Once reading the poem I realized that the dedications were to every type of person that Rich describes in the poem.  It also made me realize how little time people leave in their busy lives to read for enjoyment.  The times that people pick up a book to read a poem are as they skim a book at the library, sitting of the train to pass time from one destination to another or while at home in between caring for a young child.  All of the examples given show that people do not leave enough time to enjoy the work of poetry.  To fully enjoy a poem there should be no other distractions taking place while reading the poem.  

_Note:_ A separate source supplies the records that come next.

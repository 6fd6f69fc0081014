// Builder: assemble a UI theme step by step.
//
// The builder is mutable and reusable: setters take `&mut self`, and every
// `create_theme` call produces a fresh theme from whatever was set so far.

use std::fmt;

use serde::{Deserialize, Serialize};

use crate::error::{PlaygroundError, Result};
use crate::harness::{Pattern, Suite};

#[derive(Debug, Clone, Copy, PartialEq, Eq, Hash, Serialize, Deserialize)]
#[serde(rename_all = "lowercase")]
pub enum Color {
    Black,
    White,
    Red,
    Green,
    Blue,
    Rgb(u8, u8, u8),
}

impl Color {
    pub fn rgb(self) -> (u8, u8, u8) {
        match self {
            Color::Black => (0, 0, 0),
            Color::White => (255, 255, 255),
            Color::Red => (255, 0, 0),
            Color::Green => (0, 255, 0),
            Color::Blue => (0, 0, 255),
            Color::Rgb(r, g, b) => (r, g, b),
        }
    }
}

impl fmt::Display for Color {
    fn fmt(&self, f: &mut fmt::Formatter<'_>) -> fmt::Result {
        let (r, g, b) = self.rgb();
        write!(f, "#{r:02x}{g:02x}{b:02x}")
    }
}

#[derive(Debug, Clone, Copy, PartialEq, Eq, Serialize, Deserialize)]
pub struct Theme {
    pub background_color: Color,
    pub text_color: Color,
}

impl Theme {
    pub fn new(background_color: Color, text_color: Color) -> Self {
        Self {
            background_color,
            text_color,
        }
    }

    pub fn builder() -> ThemeBuilder {
        ThemeBuilder::new()
    }
}

#[derive(Debug, Clone, Default)]
pub struct ThemeBuilder {
    background_color: Option<Color>,
    text_color: Option<Color>,
}

impl ThemeBuilder {
    pub fn new() -> Self {
        Self::default()
    }

    pub fn set_background(&mut self, color: Color) -> &mut Self {
        self.background_color = Some(color);
        self
    }

    pub fn set_text(&mut self, color: Color) -> &mut Self {
        self.text_color = Some(color);
        self
    }

    /// Fails with the first required field that was never set.
    pub fn try_build(&self) -> Result<Theme> {
        let background_color = self.background_color.ok_or(PlaygroundError::IncompleteTheme {
            field: "background_color",
        })?;
        let text_color = self
            .text_color
            .ok_or(PlaygroundError::IncompleteTheme { field: "text_color" })?;

        Ok(Theme::new(background_color, text_color))
    }

    pub fn create_theme(&self) -> Option<Theme> {
        match self.try_build() {
            Ok(theme) => Some(theme),
            Err(err) => {
                tracing::debug!(%err, "theme builder is incomplete");
                None
            }
        }
    }
}

pub fn demo_suite() -> Suite {
    let mut suite = Suite::new(Pattern::Builder);

    let mut builder = ThemeBuilder::new();
    builder.set_text(Color::White);
    builder.set_background(Color::Black);

    let expected = Theme::new(Color::Black, Color::White);
    let built = builder.create_theme();
    suite.check("complete builder creates a theme", built.is_some());
    suite.check_eq(
        "background color",
        built.map(|t| t.background_color),
        Some(expected.background_color),
    );
    suite.check_eq("text color", built.map(|t| t.text_color), Some(expected.text_color));

    let mut partial = ThemeBuilder::new();
    partial.set_text(Color::White);
    suite.check_eq("incomplete builder creates nothing", partial.create_theme(), None);

    suite
}

#[cfg(test)]
mod tests {
    use super::*;

    fn configured_builder() -> ThemeBuilder {
        let mut builder = ThemeBuilder::new();
        builder.set_text(Color::White).set_background(Color::Black);
        builder
    }

    #[test]
    fn test_builder_creates_theme() {
        assert!(configured_builder().create_theme().is_some());
    }

    #[test]
    fn test_builder_matches_direct_construction() {
        let theme = Theme::new(Color::Black, Color::White);
        assert_eq!(configured_builder().create_theme(), Some(theme));
    }

    #[test]
    fn test_missing_fields() {
        let builder = ThemeBuilder::new();
        assert_eq!(builder.create_theme(), None);
        assert_eq!(
            builder.try_build(),
            Err(PlaygroundError::IncompleteTheme {
                field: "background_color"
            })
        );

        let mut builder = ThemeBuilder::new();
        builder.set_background(Color::Black);
        assert_eq!(
            builder.try_build(),
            Err(PlaygroundError::IncompleteTheme { field: "text_color" })
        );
    }

    #[test]
    fn test_builder_is_reusable() {
        let mut builder = configured_builder();
        let first = builder.create_theme().unwrap();

        builder.set_background(Color::Rgb(18, 18, 18));
        let second = builder.create_theme().unwrap();

        assert_eq!(first.background_color, Color::Black);
        assert_eq!(second.background_color, Color::Rgb(18, 18, 18));
        assert_eq!(second.text_color, Color::White);
    }

    #[test]
    fn test_color_display() {
        assert_eq!(Color::White.to_string(), "#ffffff");
        assert_eq!(Color::Rgb(1, 2, 171).to_string(), "#0102ab");
    }

    #[test]
    fn test_theme_serde() {
        let theme = Theme::new(Color::Black, Color::Rgb(250, 250, 250));
        let json = serde_json::to_string(&theme).unwrap();
        assert_eq!(
            json,
            r#"{"background_color":"black","text_color":{"rgb":[250,250,250]}}"#
        );
        assert_eq!(serde_json::from_str::<Theme>(&json).unwrap(), theme);
    }

    #[test]
    fn test_demo_suite_passes() {
        assert!(demo_suite().is_success());
    }
}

This poem made me see how the ordinariness of everyday tasks have taken over the time that use to be spent enjoying poetry.  It use to be that sitting down, in a peaceful setting and reading a poem was ordinary in itself.  Today, everyone’s lives have gotten so busy, that is just seems ordinary to be jumping form task to task, making no time for the enjoyment and ordinariness of reading.  I am guilty, just as much as every person Rich describes in her poem, and it makes me want to make more time in my life to sit down in a peaceful setting and enjoy the ordinariness of reading a poem or book for pure pleasure.    

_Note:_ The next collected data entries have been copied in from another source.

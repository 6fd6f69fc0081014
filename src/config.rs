//! Playground configuration.
//!
//! Every key is optional; a missing file section falls back to the values the
//! demos were written against, so `PlaygroundConfig::default()` reproduces the
//! documented results exactly.

use std::fs;
use std::path::Path;

use serde::{Deserialize, Serialize};

use crate::error::{PlaygroundError, Result};

#[derive(Debug, Clone, PartialEq, Serialize, Deserialize)]
#[serde(default)]
pub struct PlaygroundConfig {
    /// Filter used when neither `RUST_LOG` nor `-v` is given.
    pub log_level: String,
    pub pricing: PricingConfig,
}

impl Default for PlaygroundConfig {
    fn default() -> Self {
        Self {
            log_level: "warn".to_string(),
            pricing: PricingConfig::default(),
        }
    }
}

/// Import surcharges applied by the car cost adapter.
#[derive(Debug, Clone, Copy, PartialEq, Eq, Serialize, Deserialize)]
#[serde(default)]
pub struct PricingConfig {
    pub customs_per_horsepower: i64,
    pub sos_system: i64,
    pub scrap_collection: i64,
    pub force_majeure: i64,
}

impl Default for PricingConfig {
    fn default() -> Self {
        Self {
            customs_per_horsepower: 3_000,
            sos_system: 40_000,
            scrap_collection: 35_000,
            force_majeure: 80_000,
        }
    }
}

impl PricingConfig {
    pub fn fixed_surcharges(&self) -> i64 {
        self.sos_system.saturating_add(self.scrap_collection)
    }
}

impl PlaygroundConfig {
    pub fn from_toml_str(content: &str) -> Result<Self> {
        toml::from_str(content).map_err(PlaygroundError::from)
    }

    pub fn load(path: &Path) -> Result<Self> {
        let content =
            fs::read_to_string(path).map_err(|err| PlaygroundError::config_read(path, err))?;
        let config = Self::from_toml_str(&content)?;
        tracing::debug!(path = %path.display(), "loaded playground config");
        Ok(config)
    }
}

Language in "21 Love Poems"

I am most interested in the way Rich envisions language throughout these poems. In II, the speaker has written the poem of her life, but hesitates to show it to anyone. It does not seem to be out of dissatisfaction with the poem-- on the contrary, it seems to be because the poem too accurately describes her life for her to feel comfortable showing it off. At the end of V, though, she refers to civilization as an "act of translation, [a] half-world," which suggests the insufficiency of translation in referring to the world. She parts completely from the sentiment in II at the beginning of VII: "What kind of beast would turn its life into words?" This poem speaks of using words, and wonders how we live in them, but reaches no conclusion regarding the status of language's accuracy-- in fact, it ends in a question mark. In IX, she fears "this inarticulate life," is waiting "for a wind that will gently open this sheeted water/ for once," as it has not happened before-- as language has never done. Later, in reference to the same "inarticulate" lover, she writes, "You're telling me the story of your life/ for once, a tremor breaks the surface of your words./ The story of our lives becomes our lives" (XVIII). There is no longer a question of how or if words correspond to our lives, but instead a declaration that are lives are, in fact, our words. She concludes in XX that when she had previously tried to speak, she "was talking to [her] own soul." The conclusion seems finally to be that, if language corresponds to anything, it is the self who speaks it-- and here lies the seat of its power, but the power of the speaker as well-- like in "Power," "her wounds came from the same source as her power." It is not that the language of the poem in II revealed the secret of her life, but the "poem of [her] life" came to being through these words; the poem and the life become one and the same.

Dedications

I have chosen to write about Rich's last poem, "Dedications," from "An Atlas of the Difficult World." Honestly I don't have a whole lot to say about it, other than that I just really liked this poem. I liked how she was writing directly to the reader, as if she knew them personally, or at least well enough to know what they were doing as they read. More than that, I liked that I could very easily picture each scenario that she came up with, even though they were all very different from one another. I think my favorite scenario was the older man or woman, reading the poem "through your failing sight," (line 26) because I loved that image of an elderly person squinting through his or her thick glasses, refusing to stop reading because, as Rich says, "even the alphabet is precious" (line 28).
Thinking about this poem in the sense of "ordinary" and "unordinary," the entire thing is both or either, depending on the person reading it. To me, it is unordinary to think of myself pacing back and forth with a crying child on my shoulder as I read, but to any mother or father, that is as ordinary to them as waking up in the morning. Ordinariness in this poem changes from person to person, and all depends on the situations that those people find themselves in.

Sunday, April 15, 2012

Jam

I highly enjoyed the article.  All the symbolism... and irony.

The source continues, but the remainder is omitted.